Local RAG

This is the local RAG system that Marco showcased during the last session of Meeting 2. It requires you to install Ollama and download the nomic-text-embed (for querying) and llama-3 (for generating queries and answering questions) models.

!pip install --q unstructured langchain
!pip install --q "unstructured[all-docs]"

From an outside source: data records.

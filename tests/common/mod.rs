use std::net::SocketAddr;

use reqwest::{Client, StatusCode};
use serde_json::{json, Value};
use sqlx::postgres::PgPoolOptions;
use sqlx::PgPool;
use uuid::Uuid;

use userbase::accounts::{ExtraFields, UserManager};
use userbase::config::{Config, RegistrationMode};

pub const ADMIN_EMAIL: &str = "root@test.com";
pub const ADMIN_PASSWORD: &str = "password123";

/// A running test server instance with a dedicated test database.
pub struct TestApp {
    pub addr: SocketAddr,
    pub pool: PgPool,
    pub client: Client,
    pub db_name: String,
    admin_url: String,
}

impl TestApp {
    pub fn url(&self, path: &str) -> String {
        format!("http://{}{}", self.addr, path)
    }

    pub async fn register(&self, body: &Value) -> (Value, StatusCode) {
        let resp = self
            .client
            .post(self.url("/api/v1/auth/register"))
            .json(body)
            .send()
            .await
            .expect("register request failed");
        let status = resp.status();
        let body: Value = resp.json().await.unwrap_or(json!(null));
        (body, status)
    }

    /// Login and return the response body + status.
    pub async fn login(&self, email: &str, password: &str) -> (Value, StatusCode) {
        let resp = self
            .client
            .post(self.url("/api/v1/auth/login"))
            .json(&json!({ "email": email, "password": password }))
            .send()
            .await
            .expect("login request failed");
        let status = resp.status();
        let body: Value = resp.json().await.unwrap_or(json!(null));
        (body, status)
    }

    /// Create a superuser directly through the manager and return its token.
    pub async fn bootstrap(&self) -> String {
        UserManager::new(self.pool.clone())
            .create_superuser(ADMIN_EMAIL, Some(ADMIN_PASSWORD), ExtraFields::default())
            .await
            .expect("bootstrap superuser failed");
        let (body, status) = self.login(ADMIN_EMAIL, ADMIN_PASSWORD).await;
        assert_eq!(status, StatusCode::OK, "bootstrap login failed: {body}");
        body["access_token"].as_str().unwrap().to_string()
    }

    /// Make an authenticated GET request.
    pub async fn get_auth(&self, path: &str, token: &str) -> (Value, StatusCode) {
        let resp = self
            .client
            .get(self.url(path))
            .bearer_auth(token)
            .send()
            .await
            .expect("get request failed");
        let status = resp.status();
        let body: Value = resp.json().await.unwrap_or(json!(null));
        (body, status)
    }

    /// Make an authenticated POST request with JSON body.
    pub async fn post_auth(&self, path: &str, token: &str, body: &Value) -> (Value, StatusCode) {
        let resp = self
            .client
            .post(self.url(path))
            .bearer_auth(token)
            .json(body)
            .send()
            .await
            .expect("post request failed");
        let status = resp.status();
        let body: Value = resp.json().await.unwrap_or(json!(null));
        (body, status)
    }
}

/// Spawn a test app with a fresh temporary database. Returns `None` when no
/// `DATABASE_URL` is configured so the suite can run without Postgres.
pub async fn spawn_app(registration: RegistrationMode) -> Option<TestApp> {
    let _ = dotenvy::dotenv();

    let Ok(base_url) = std::env::var("DATABASE_URL") else {
        eprintln!("DATABASE_URL not set; skipping database test");
        return None;
    };

    let db_name = format!("userbase_test_{}", Uuid::now_v7().simple());

    // Connect to default postgres DB to create test DB
    let admin_url = base_url
        .rsplit_once('/')
        .map(|(base, _)| format!("{base}/postgres"))
        .unwrap_or_else(|| base_url.clone());

    let admin_pool = PgPoolOptions::new()
        .max_connections(2)
        .connect(&admin_url)
        .await
        .expect("Failed to connect to postgres for test DB creation");

    sqlx::query(&format!("CREATE DATABASE \"{db_name}\""))
        .execute(&admin_pool)
        .await
        .expect("Failed to create test database");

    admin_pool.close().await;

    let test_url = base_url
        .rsplit_once('/')
        .map(|(base, _)| format!("{base}/{db_name}"))
        .unwrap_or_else(|| base_url.clone());

    let pool = PgPoolOptions::new()
        .max_connections(5)
        .connect(&test_url)
        .await
        .expect("Failed to connect to test database");

    sqlx::migrate!("./migrations")
        .run(&pool)
        .await
        .expect("Failed to run migrations on test database");

    let config = Config {
        database_url: test_url,
        jwt_secret: "test-jwt-secret-that-is-long-enough".to_string(),
        host: "127.0.0.1".parse().unwrap(),
        port: 0,
        registration,
        log_level: "warn".to_string(),
    };

    let app = userbase::build_app(pool.clone(), config);

    let listener = tokio::net::TcpListener::bind("127.0.0.1:0")
        .await
        .expect("Failed to bind to random port");
    let addr = listener.local_addr().unwrap();

    tokio::spawn(async move {
        axum::serve(listener, app).await.expect("Server failed");
    });

    let client = Client::builder()
        .redirect(reqwest::redirect::Policy::none())
        .build()
        .unwrap();

    Some(TestApp {
        addr,
        pool,
        client,
        db_name,
        admin_url,
    })
}

/// Drop the test database after tests complete.
pub async fn cleanup(app: TestApp) {
    app.pool.close().await;

    let admin_pool = PgPoolOptions::new()
        .max_connections(2)
        .connect(&app.admin_url)
        .await
        .expect("Failed to connect for cleanup");

    let _ = sqlx::query(&format!(
        "DROP DATABASE IF EXISTS \"{}\" WITH (FORCE)",
        app.db_name
    ))
    .execute(&admin_pool)
    .await;

    admin_pool.close().await;
}
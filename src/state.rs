use std::sync::Arc;

use sqlx::PgPool;

use crate::accounts::UserManager;
use crate::config::Config;

pub type SharedState = Arc<AppState>;

pub struct AppState {
    pub pool: PgPool,
    pub config: Config,
    pub users: UserManager<PgPool>,
}

impl AppState {
    pub fn new(pool: PgPool, config: Config) -> Self {
        Self {
            users: UserManager::new(pool.clone()),
            pool,
            config,
        }
    }
}
use axum::extract::FromRequestParts;
use axum::http::request::Parts;
use axum_extra::extract::CookieJar;
use uuid::Uuid;

use crate::auth::jwt;
use crate::db;
use crate::error::AppError;
use crate::models::User;
use crate::state::SharedState;

pub const ACCESS_COOKIE: &str = "access_token";

/// The caller identified by a valid access token. Flags are not trusted from
/// the token; use [`AuthUser::load`] to read the current account state.
#[derive(Debug, Clone)]
pub struct AuthUser {
    pub user_id: Uuid,
    pub email: String,
}

impl AuthUser {
    /// Fetch the account behind the token. Deactivated or vanished accounts
    /// are treated as unauthenticated.
    pub async fn load(&self, state: &SharedState) -> Result<User, AppError> {
        db::users::find_by_id(&state.pool, self.user_id)
            .await?
            .filter(|u| u.is_active)
            .ok_or_else(|| AppError::Unauthorized("Account not found or inactive".to_string()))
    }

    pub async fn require_staff(&self, state: &SharedState) -> Result<User, AppError> {
        let user = self.load(state).await?;
        if user.can_access_admin() {
            Ok(user)
        } else {
            Err(AppError::Forbidden("Staff access required".to_string()))
        }
    }
}

impl FromRequestParts<SharedState> for AuthUser {
    type Rejection = AppError;

    async fn from_request_parts(
        parts: &mut Parts,
        state: &SharedState,
    ) -> Result<Self, Self::Rejection> {
        // Try Bearer token from Authorization header first
        if let Some(auth_header) = parts.headers.get("authorization") {
            let auth_str = auth_header
                .to_str()
                .map_err(|_| AppError::Unauthorized("Invalid authorization header".to_string()))?;

            if let Some(token) = auth_str.strip_prefix("Bearer ") {
                let claims = jwt::decode_token(token, &state.config.jwt_secret)
                    .map_err(|_| AppError::Unauthorized("Invalid or expired token".to_string()))?;

                return Ok(AuthUser {
                    user_id: claims.sub,
                    email: claims.email,
                });
            }
        }

        let jar = CookieJar::from_headers(&parts.headers);
        if let Some(cookie) = jar.get(ACCESS_COOKIE) {
            let claims = jwt::decode_token(cookie.value(), &state.config.jwt_secret)
                .map_err(|_| AppError::Unauthorized("Invalid or expired token".to_string()))?;

            return Ok(AuthUser {
                user_id: claims.sub,
                email: claims.email,
            });
        }

        Err(AppError::Unauthorized(
            "Missing authentication token".to_string(),
        ))
    }
}
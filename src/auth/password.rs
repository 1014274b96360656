use argon2::{
    password_hash::{rand_core::OsRng, PasswordHash, PasswordHasher, PasswordVerifier, SaltString},
    Algorithm, Argon2, Params, Version,
};
use rand::distr::Alphanumeric;
use rand::Rng;

/// Prefix marking a stored password that can never verify.
pub const UNUSABLE_PASSWORD_PREFIX: char = '!';
const UNUSABLE_PASSWORD_SUFFIX_LEN: usize = 40;

/// Hash a password using Argon2id (19MB memory, 2 iterations, parallelism 1).
pub fn hash(password: &str) -> Result<String, String> {
    let salt = SaltString::generate(&mut OsRng);
    let params = Params::new(19 * 1024, 2, 1, None).map_err(|e| format!("Invalid params: {e}"))?;
    let argon2 = Argon2::new(Algorithm::Argon2id, Version::V0x13, params);

    argon2
        .hash_password(password.as_bytes(), &salt)
        .map(|h| h.to_string())
        .map_err(|e| format!("Hashing failed: {e}"))
}

/// Verify a password against a hash.
pub fn verify(password: &str, hash: &str) -> Result<bool, String> {
    let parsed = PasswordHash::new(hash).map_err(|e| format!("Invalid hash: {e}"))?;
    Ok(Argon2::default()
        .verify_password(password.as_bytes(), &parsed)
        .is_ok())
}

/// A random marker for accounts created without a password.
pub fn make_unusable() -> String {
    let suffix: String = rand::rng()
        .sample_iter(&Alphanumeric)
        .take(UNUSABLE_PASSWORD_SUFFIX_LEN)
        .map(char::from)
        .collect();
    format!("{UNUSABLE_PASSWORD_PREFIX}{suffix}")
}

pub fn is_usable(hash: &str) -> bool {
    !hash.is_empty() && !hash.starts_with(UNUSABLE_PASSWORD_PREFIX)
}
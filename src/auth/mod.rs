pub mod extractor;
pub mod jwt;
pub mod password;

from langchain_community.document_loaders import UnstructuredPDFLoader
from langchain_community.document_loaders import OnlinePDFLoader
local_path = "some.pdf"    # insert your PDF filename here
loader = UnstructuredPDFLoader(file_path=local_path)
data = loader.load()
data[0].page_content    # shows the raw text content of the first page
!pip install --q chromadb
!pip install --q langchain-text-splitters
from langchain_community.embeddings import OllamaEmbeddings
from langchain_text_splitters import RecursiveCharacterTextSplitter
from langchain_community.vectorstores import Chroma
text_splitter = RecursiveCharacterTextSplitter(chunk_size=7500, chunk_overlap=100)
chunks = text_splitter.split_documents(data)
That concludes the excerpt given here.